Constructing the virtual fundamental class of a Kuranishi atlas

TL;DR

This paper presents a method to define the virtual fundamental class of a space represented by a Kuranishi atlas using a finite dimensional model, accommodating topological and smooth structures.

Contribution

It introduces a construction of the virtual fundamental class via a finite dimensional model that works under topological conditions and extends to sc-Fredholm operators with sc-smooth partitions.

Findings

Defines the virtual fundamental class using a finite dimensional model.

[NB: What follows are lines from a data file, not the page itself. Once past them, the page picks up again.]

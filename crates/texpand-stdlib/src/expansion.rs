//! Commands that alter the expansion process

use texpand::command;
use texpand::error;
use texpand::prelude as txl;
use texpand::token;
use texpand::traits::*;
use texpand::vm;

pub const NOEXPAND_DOC: &str = "Prevent the next token from being expanded";
pub const EXPANDAFTER_DOC: &str = "Expand the token after the next token";
pub const RELAX_DOC: &str = "Do nothing";

static NO_EXPAND_TAG: command::StaticTag = command::StaticTag::new();
static RELAX_TAG: command::StaticTag = command::StaticTag::new();

/// Get the `\noexpand` command.
///
/// The command only works if the state's expansion override hook calls [noexpand_hook].
pub fn get_noexpand<S: TexpandState>() -> command::BuiltIn<S> {
    command::BuiltIn::new_expansion(noexpand_fn)
        .with_tag(NO_EXPAND_TAG.get())
        .with_doc(NOEXPAND_DOC)
}

fn noexpand_fn<S: TexpandState>(
    _: token::Token,
    _: &mut vm::ExpansionInput<S>,
) -> txl::Result<()> {
    Err(error::SimpleFailedPreconditionError::new(
        r"the \noexpand expansion function was invoked directly",
    )
    .with_note(r"\noexpand works through the expansion override hook of the state")
    .with_note("make sure the hook calls `expansion::noexpand_hook`")
    .into())
}

#[inline]
pub fn noexpand_hook<S: TexpandState>(
    token: token::Token,
    input: &mut vm::ExpansionInput<S>,
    tag: Option<command::Tag>,
) -> txl::Result<Option<token::Token>> {
    // Fast path, inlined into the expansion loop.
    if tag != Some(NO_EXPAND_TAG.get()) {
        return Ok(None);
    }
    noexpand_hook_finish(token, input)
}

fn noexpand_hook_finish<S: TexpandState>(
    token: token::Token,
    input: &mut vm::ExpansionInput<S>,
) -> txl::Result<Option<token::Token>> {
    match input.unexpanded().next()? {
        None => Err(error::SimpleTokenError::new(
            input.vm(),
            token,
            r"unexpected end of input while expanding a \noexpand command",
        )
        .with_category(error::Category::UnexpectedEndOfInput)
        .into()),
        Some(token) => Ok(Some(token)),
    }
}

/// Get the simple `\expandafter` command.
///
/// This is the same algorithm as in the original TeX: it reads one token,
///     expands the next token once, and then puts the first token back.
pub fn get_expandafter_simple<S: TexpandState>() -> command::BuiltIn<S> {
    command::BuiltIn::new_expansion(expandafter_simple_fn).with_doc(EXPANDAFTER_DOC)
}

/// Get the optimized `\expandafter` command.
///
/// Chains of the form `\expandafter<token 1>\expandafter<token 2>...\expandafter<token n><token n+1>`
///     are handled in one pass: the stream is scanned ahead while the pattern repeats,
///     `<token n+1>` is expanded and the intermediate `\expandafter` tokens are dropped.
/// This uses a single Rust stack frame rather than n.
///
/// If after this pass the buffered tokens again start with `\expandafter`,
///     as in `\expandafter\expandafter\expandafter\A\expandafter\B\C`,
///     the leading command is expanded too without yielding to the main expansion loop.
/// This repeats until the buffer no longer starts with `\expandafter`.
///
/// The output is identical to the simple version.
pub fn get_expandafter_optimized<S: TexpandState>() -> command::BuiltIn<S> {
    command::BuiltIn::new_expansion(expandafter_optimized_fn).with_doc(EXPANDAFTER_DOC)
}

fn expandafter_simple_fn<S: TexpandState>(
    expandafter_token: token::Token,
    input: &mut vm::ExpansionInput<S>,
) -> txl::Result<()> {
    let next = match input.unexpanded().next()? {
        None => {
            return Err(expandafter_missing_token_error(
                input.vm(),
                expandafter_token,
                0,
            ));
        }
        Some(next) => next,
    };
    if input.unexpanded().peek()?.is_none() {
        return Err(expandafter_missing_token_error(
            input.vm(),
            expandafter_token,
            1,
        ));
    }
    input.expanded().expand_once()?;
    input.back(next);
    Ok(())
}

fn expandafter_optimized_fn<S: TexpandState>(
    expandafter_token: token::Token,
    input: &mut vm::ExpansionInput<S>,
) -> txl::Result<()> {
    let mut buffer: Vec<token::Token> = input.checkout_token_buffer();
    loop {
        match input.unexpanded().next()? {
            None => {
                return Err(expandafter_missing_token_error(
                    input.vm(),
                    expandafter_token,
                    0,
                ))
            }
            Some(next) => buffer.push(next),
        };
        let token = match input.unexpanded().peek()? {
            None => {
                return Err(expandafter_missing_token_error(
                    input.vm(),
                    expandafter_token,
                    1,
                ))
            }
            Some(token) => token,
        };
        if token.value() != expandafter_token.value() {
            break;
        }
        input.unexpanded().consume()?;
    }
    input.expanded().expand_once()?;

    while let Some(&root) = buffer.first() {
        if root.value() != expandafter_token.value() {
            input.back_all(&buffer);
            break;
        }
        let mut last_expandafter_index = 0;
        while let Some(next) = buffer.get(last_expandafter_index + 2) {
            if next.value() != root.value() {
                break;
            }
            last_expandafter_index += 2;
        }
        // The buffer must end exactly one token after the last \expandafter token.
        match buffer.len() - (last_expandafter_index + 1) {
            // Under-full
            0 => {
                let next = match input.unexpanded().next()? {
                    None => return Err(expandafter_missing_token_error(input.vm(), root, 0)),
                    Some(next) => next,
                };
                buffer.push(next);
            }
            // Exactly right
            1 => {}
            // Overfull
            _ => {
                input.back_all(&buffer[last_expandafter_index + 2..]);
                buffer.truncate(last_expandafter_index + 2);
            }
        }
        if input.unexpanded().peek()?.is_none() {
            return Err(expandafter_missing_token_error(input.vm(), root, 1));
        }
        input.expanded().expand_once()?;
        remove_even_indices(&mut buffer);
    }
    input.return_token_buffer(buffer);
    Ok(())
}

fn remove_even_indices(v: &mut Vec<token::Token>) {
    let mut src = 1;
    let mut dest = 0;
    while let Some(token) = v.get(src) {
        v[dest] = *token;
        dest += 1;
        src += 2;
    }
    v.truncate(dest);
}

fn expandafter_missing_token_error<S>(
    vm: &vm::VM<S>,
    expandafter_token: token::Token,
    num_found: usize,
) -> Box<error::Error> {
    error::SimpleTokenError::new(
        vm,
        expandafter_token,
        format![
            r"unexpected end of input while expanding an \expandafter command: it must be followed by 2 tokens and {} were found",
            num_found,
        ],
    )
    .with_category(error::Category::UnexpectedEndOfInput)
    .into()
}

pub fn relax_tag() -> command::Tag {
    RELAX_TAG.get()
}

/// Get the `\relax` command.
pub fn get_relax<S>() -> command::BuiltIn<S> {
    command::BuiltIn::new_execution(|_, _| Ok(()))
        .with_tag(relax_tag())
        .with_doc(RELAX_DOC)
}

#[cfg(test)]
mod tests {
    use super::*;
    use crate::def;
    use crate::testing::*;
    use std::collections::HashMap;

    fn built_in_commands(optimized: bool) -> HashMap<&'static str, command::BuiltIn<State>> {
        HashMap::from([
            ("def", def::get_def()),
            ("noexpand", get_noexpand()),
            ("relax", get_relax()),
            (
                "xa",
                match optimized {
                    true => get_expandafter_optimized(),
                    false => get_expandafter_simple(),
                },
            ),
        ])
    }

    test_suite![
        options(
            TestOption::BuiltInCommandsDyn(Box::new(|| { built_in_commands(true) })),
            TestOption::AllowUndefinedCommands(true),
        ),
        expansion_equality_tests(
            (simple_case, r"\def\a{Hello}\noexpand\a", r"\a"),
            (
                expandafter_and_noexpand_1,
                r"\def\a#1\b{Hello '#1'}\def\b{World}\a\b",
                "Hello ''"
            ),
            (
                expandafter_and_noexpand_2,
                r"\def\a#1\b{Hello '#1'}\def\b{World}\a\b\b",
                "Hello ''World"
            ),
            (
                expandafter_and_noexpand_3,
                r"\def\a#1\b{Hello '#1'}\def\b{World}\xa\a\b\b",
                "Hello 'World'"
            ),
            (
                expandafter_and_noexpand_4,
                r"\def\a#1\b{Hello '#1'}\def\b{World}\xa\a\noexpand\b\b",
                "Hello ''World"
            ),
            (
                only_expands_once,
                r"\def\A{\B}\def\B{Hello}\xa\noexpand\A",
                r"\B",
            ),
            (noexpand_character, r"\noexpand a", "a"),
            (relax_does_nothing, r"a\relax b", "ab"),
            (relax_ends_control_word, r"\def\A{x}\A\relax y", "xy"),
        ),
        failure_tests_with_category((end_of_input, r"\noexpand", UnexpectedEndOfInput),),
    ];

    #[test]
    fn noexpand_without_hook() {
        #[derive(Default)]
        struct HooklessState {
            testing: TestingComponent,
        }
        impl TexpandState for HooklessState {}
        texpand::implement_has_component![HooklessState, (TestingComponent, testing),];

        let options = vec![TestOption::BuiltInCommandsDyn(Box::new(|| {
            HashMap::from([("noexpand", get_noexpand())])
        }))];
        run_failure_test::<HooklessState>(r"\noexpand a", &options);
    }

    static PREFIX: &str = r"\def\mk#1#2{\def#1##1\notes##2\end{##1\notes##2#2\end}}\mk\a a\mk\b b\mk\c c\mk\d d\def\notes#1\end{#1}";
    static POSTFIX: &str = r"\notes\end";

    macro_rules! expandafter_test {
        ( $( ( $name: ident, $lhs: expr, $rhs: expr ) ),* $(,)? ) => {
            mod expandafter_simple {
                use super::*;
                test_suite![
                    options(TestOption::BuiltInCommandsDyn(Box::new(|| { built_in_commands(false) }))),
                    expansion_equality_tests(
                        $(
                            ( $name, format!("{}{}{}", PREFIX, $lhs, POSTFIX), $rhs ),
                        )*
                    ),
                ];
            }
            mod expandafter_optimized {
                use super::*;
                test_suite![
                    options(TestOption::BuiltInCommandsDyn(Box::new(|| { built_in_commands(true) }))),
                    expansion_equality_tests(
                        $(
                            ( $name, format!("{}{}{}", PREFIX, $lhs, POSTFIX), $rhs ),
                        )*
                    ),
                ];
            }
        };
    }

    // Each macro is moved right by a shift that depends on the number of preceding \xa
    // tokens: 0 -> 0, 1 -> 1, 3 -> 2, 7 -> 3. Applying the shifts from the last macro
    // backwards gives the expected order.
    expandafter_test![
        (texbook_p374_3, r"\xa\a\b", r"ba"),
        (texbook_p374_4, r"\xa\xa\xa\a\xa\b\c", "cba"),
        (
            texbook_p374_5,
            r"\xa\xa\xa\xa\xa\xa\xa\a\xa\xa\xa\b\xa\c\d",
            "dcba"
        ),
        (permutation_abcd, r"\a\b\c\d", "abcd"),
        (permutation_abdc, r"\a\b\xa\c\d", "abdc"),
        (permutation_acbd, r"\a\xa\b\c\d", "acbd"),
        (permutation_acdb, r"\a\xa\xa\xa\b\c\d", "acdb"),
        (permutation_adbc, r"\a\xa\b\xa\c\d", "adbc"),
        (permutation_adcb, r"\a\xa\xa\xa\b\xa\c\d", "adcb"),
        (permutation_bacd, r"\xa\a\b\c\d", "bacd"),
        (permutation_badc, r"\xa\a\b\xa\c\d", "badc"),
        (permutation_bcad, r"\xa\xa\xa\a\b\c\d", "bcad"),
        (permutation_bcda, r"\xa\xa\xa\xa\xa\xa\xa\a\b\c\d", "bcda"),
        (permutation_bdac, r"\xa\xa\xa\a\b\xa\c\d", "bdac"),
        (
            permutation_bdca,
            r"\xa\xa\xa\xa\xa\xa\xa\a\b\xa\c\d",
            "bdca"
        ),
        (permutation_cabd, r"\xa\a\xa\b\c\d", "cabd"),
        (permutation_cadb, r"\xa\a\xa\xa\xa\b\c\d", "cadb"),
        (permutation_cbad, r"\xa\xa\xa\a\xa\b\c\d", "cbad"),
        (permutation_cdab, r"\xa\xa\xa\a\xa\xa\xa\b\c\d", "cdab"),
        (
            permutation_cdba,
            r"\xa\xa\xa\xa\xa\xa\xa\a\xa\xa\xa\b\c\d",
            "cdba"
        ),
        (permutation_dabc, r"\xa\a\xa\b\xa\c\d", "dabc"),
        (permutation_dacb, r"\xa\a\xa\xa\xa\b\xa\c\d", "dacb"),
        (permutation_dbac, r"\xa\xa\xa\a\xa\b\xa\c\d", "dbac"),
        (
            permutation_dbca,
            r"\xa\xa\xa\xa\xa\xa\xa\a\xa\b\xa\c\d",
            "dbca"
        ),
        (permutation_dcab, r"\xa\xa\xa\a\xa\xa\xa\b\xa\c\d", "dcab"),
        (
            permutation_dcba,
            r"\xa\xa\xa\xa\xa\xa\xa\a\xa\xa\xa\b\xa\c\d",
            "dcba"
        ),
        (
            expandafter_last_after_first_pass,
            r"\xa\xa\xa\a\xa\xa\b\c\d",
            "bdac"
        ),
    ];

    fn run_expandafter_failure_test(input: &str, optimized: bool) {
        let options = vec![TestOption::BuiltInCommandsDyn(Box::new(|| {
            built_in_commands(optimized)
        }))];
        run_failure_test_with_category::<State>(
            input,
            texpand::error::Category::UnexpectedEndOfInput,
            &options,
        );
    }

    macro_rules! expandafter_failure_test {
        ($( ( $name: ident, $input: expr), )+) => {
            $(
            mod $name {
                #[test]
                fn simple() {
                    super::run_expandafter_failure_test($input, false);
                }
                #[test]
                fn optimized() {
                    super::run_expandafter_failure_test($input, true);
                }
            }
            )+
        };
    }

    expandafter_failure_test![
        (expandafter_missing_1st_token, r"\xa"),
        (expandafter_missing_2nd_token, r"\xa\a"),
        (expandafter_missing_1st_token_nested, r"\xa\xa\xa\a\xa\xa\b"),
        (
            expandafter_missing_2nd_token_nested,
            r"\def\A{}\xa\xa\xa\A\A"
        ),
    ];
}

Provides a construction applicable under topological index conditions.

Outlines a direct construction for sc-Fredholm zero sets using sc-smooth partitions.

Abstract

Consider a space $X$, such as a compact space of $J$-holomorphic stable maps, that is the zero set of a Kuranishi atlas. This note explains how to define the virtual fundamental class of $X$ by representing $X$ via the zero set of a map $S_M: M\to E$, where $E$ is a finite dimensional vector space and the domain $M$ is an oriented, weighted branched topological manifold. Moreover, $S_M$ is equivariant under the action of the global isotropy group $\Gamma$ on $M$ and $E$. This tuple $(M,E, \Gamma, S_M)$ together with a homeomorphism $S_M^{-1}(0)/\Gamma \to X$ forms a single finite dimensional model (or chart) for $X$. The construction assumes only that the atlas satisfies a topological version of the index condition that can be obtained from a standard, rather than a smooth, gluing theorem. However if $X$ is presented as the zero set of an sc-Fredholm operator on a strong polyfold bundle, we outline a much more direct construction of the branched manifold $M$ that uses an sc-smooth partition of unity.